Airplane. A fun and funny movie totally making fun of comedies and disaster films all in one go. It is actually a remake of a 1950’s movie. The flight crew gets sick, with food poisoning. A former pilot who, is afraid to fly after the war, is on the plane chasing after an ex-girlfriend who wants to move on. His former military commander has to talk him down as he tries to land the unfamiliar plan. It was an all-star cast for the day. It was a huge success. If you haven’t seen it, why not and how old are you?

Pan’s Labyrinth. I love Guillermo del Toro’s films. This is one of the most haunting and beautiful and tragic (maybe) movies I have ever seen. This is the type of movie one never forgets, can list as a favorite, but may never watch again. The question always remains, was it a fantasy and she was really experiencing these things and did go to live in this magical world forever or was it just her very rich fantasy life making an unbearable situation tolerable and it ended with a horrible tragedy? That is what makes it so hard to watch more than once.

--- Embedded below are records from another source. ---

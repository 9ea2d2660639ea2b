//! Parsed HCL tree → JSON document.
//!
//! Attributes come first in source order, then blocks. Each block lands
//! under its type with one nested object per label; the innermost key holds
//! the list of block bodies. Collisions between attributes and blocks, or
//! between labelled and unlabelled blocks of one type, fail the document.
mod expr;
mod tree;

use serde_json::Value;

use crate::error::Result;
use crate::model::Body;

use expr::ExprSerializer;
use tree::TreeBuilder;

/// `source` is the text `body` was parsed from; spans index into it.
pub fn serialize_document(body: &Body, source: &str) -> Result<Value> {
    let exprs = ExprSerializer::new(source);
    serialize_body(&exprs, body)
}

fn serialize_body(exprs: &ExprSerializer, body: &Body) -> Result<Value> {
    let mut tree = TreeBuilder::new();
    for attr in body.attributes.values() {
        tree.set_attribute(&attr.name, exprs.value(&attr.expr));
    }
    for block in &body.blocks {
        let content = serialize_body(exprs, &block.body)?;
        let path: Vec<&str> = std::iter::once(block.ty.as_str())
            .chain(block.labels.iter().map(String::as_str))
            .collect();
        tree.append_block(&path, content)?;
    }
    Ok(tree.finish())
}

#[cfg(test)]
mod tests {
    use super::*;
    use crate::error::Error;
    use crate::frontend;
    use serde_json::json;

    fn convert(src: &str) -> Result<Value> {
        let body = frontend::parse(src)?;
        serialize_document(&body, src)
    }

    #[test]
    fn resource_block() {
        let src = r#"
resource "aws_instance" "web" {
  ami           = "ami-1"
  instance_type = var.instance_type
}
"#;
        assert_eq!(
            convert(src).unwrap(),
            json!({"resource": {"aws_instance": {"web": [{"ami": "ami-1", "instance_type": "${var.instance_type}"}]}}})
        );
    }

    #[test]
    fn nested_blocks_and_repeats() {
        let src = r#"
name = "t"
attribute {
  name = "id"
  type = "S"
}
attribute {
  name = "ts"
  type = "N"
}
ttl {
  enabled = true
}
"#;
        assert_eq!(
            convert(src).unwrap(),
            json!({
                "name": "t",
                "attribute": [{"name": "id", "type": "S"}, {"name": "ts", "type": "N"}],
                "ttl": [{"enabled": true}],
            })
        );
    }

    #[test]
    fn attributes_precede_blocks() {
        let value = convert("b {}\na = 1\n").unwrap();
        let keys: Vec<_> = value.as_object().unwrap().keys().cloned().collect();
        assert_eq!(keys, vec!["a", "b"]);
    }

    #[test]
    fn conflicts_fail_the_document() {
        let err = convert("tags = {}\ntags {}\n").unwrap_err();
        assert!(matches!(err, Error::StructuralConflict { .. }));
        let err = convert("provider \"aws\" {}\nprovider {}\n").unwrap_err();
        assert!(matches!(err, Error::StructuralConflict { .. }));
    }
}
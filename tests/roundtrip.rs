//! Plain attribute data survives JSON → HCL → JSON unchanged.
use json_hcl::{Dialect, hcl_to_json, json_to_hcl};
use proptest::prelude::*;
use serde_json::{Map, Value};

/// Names with a block meaning in at least one dialect, or that collide with
/// template keywords.
const RESERVED: &[&str] = &[
    "resource",
    "data",
    "provider",
    "output",
    "locals",
    "module",
    "terraform",
    "attribute",
    "global_secondary_index",
    "local_secondary_index",
    "backup_policy",
    "point_in_time_recovery",
    "server_side_encryption",
    "stream_specification",
    "ttl",
    "variable",
    "for",
    "in",
    "if",
];

fn key() -> impl Strategy<Value = String> {
    "[a-z][a-z0-9_]{0,8}".prop_filter("reserved name", |k| !RESERVED.contains(&k.as_str()))
}

fn scalar() -> impl Strategy<Value = Value> {
    prop_oneof![
        Just(Value::Null),
        any::<bool>().prop_map(Value::from),
        any::<i64>().prop_map(Value::from),
        (-1.0e6f64..1.0e6).prop_map(Value::from),
        "[a-zA-Z0-9 _.,:/-]{0,12}".prop_map(Value::from),
    ]
}

/// Scalars, scalar lists and nested objects. Lists of objects are left out:
/// a one-key object holding a one-key object list reads as a block.
fn value() -> impl Strategy<Value = Value> {
    let leaf = prop_oneof![scalar(), prop::collection::vec(scalar(), 0..4).prop_map(Value::Array)];
    leaf.prop_recursive(3, 24, 4, |inner| {
        prop::collection::vec((key(), inner), 0..4).prop_map(|entries| Value::Object(entries.into_iter().collect()))
    })
}

fn document() -> impl Strategy<Value = Value> {
    prop::collection::vec((key(), value()), 0..5)
        .prop_map(|entries| Value::Object(entries.into_iter().collect::<Map<String, Value>>()))
}

proptest! {
    #[test]
    fn attributes_round_trip(doc in document()) {
        let hcl = json_to_hcl(&doc.to_string(), Dialect::NestPreferring).unwrap();
        let back = hcl_to_json(&hcl).unwrap();
        prop_assert_eq!(back, doc, "rendered:\n{}", hcl);
    }
}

Goldfinger. This is the movie that makes the name Pussy Galore a pop-culture, iconical reference. If I can make up a word? Can I do that? (Can May, May Can, May can do the can can. 3 hrs of sleep, an exhausted mind, and I’m a little silly now.) I think I will. I think it is a word and this system just doesn’t recognize it. That’s my story and I’m sticking to it. This movie introduces us to Oddjob, who may have shown up in another movie or is just so famous that we keep thinking he had a repeat performance. Of course, if it wasn’t for his hat that can cut through stonework, we might not have remembered him. This movie taught us all that if you cover yourself in gold paint, you have to leave a patch open so your skin can breathe or you suffered epidermal suffocation. I’m not even sure if this is true or not be we all believed it back then.

Going back to the name Pussy Galore and the use of double entendres for bond girls, I noticed an interesting trend in some research I was doing on Hammer Films. As European censors were growing more concerned with violence in movies and films watched the amount of violence but sex was okay, the reverse was happening in the U.S. and American censors were limiting sexual references and visuals but violence was a-okay. Just an interesting thing to see in the evolution of the film industry in Europe vs America. I never did get around to writing an article about that one phenomenon and now can’t remember all I wanted to discuss on the topic so I thought I would mention it here as a side note.

Young Frankenstein. I think is my favorite Mel Brooks movie. A true tribute to 1930’s Frankenstein movies, the black and while filming, the use of period transitions, and the use of period style music make this movie superior in every way to other tribute movies. I can’t imagine anyone not having seen this. Unless they are 10, in which case, their parents ought to be showing it to them.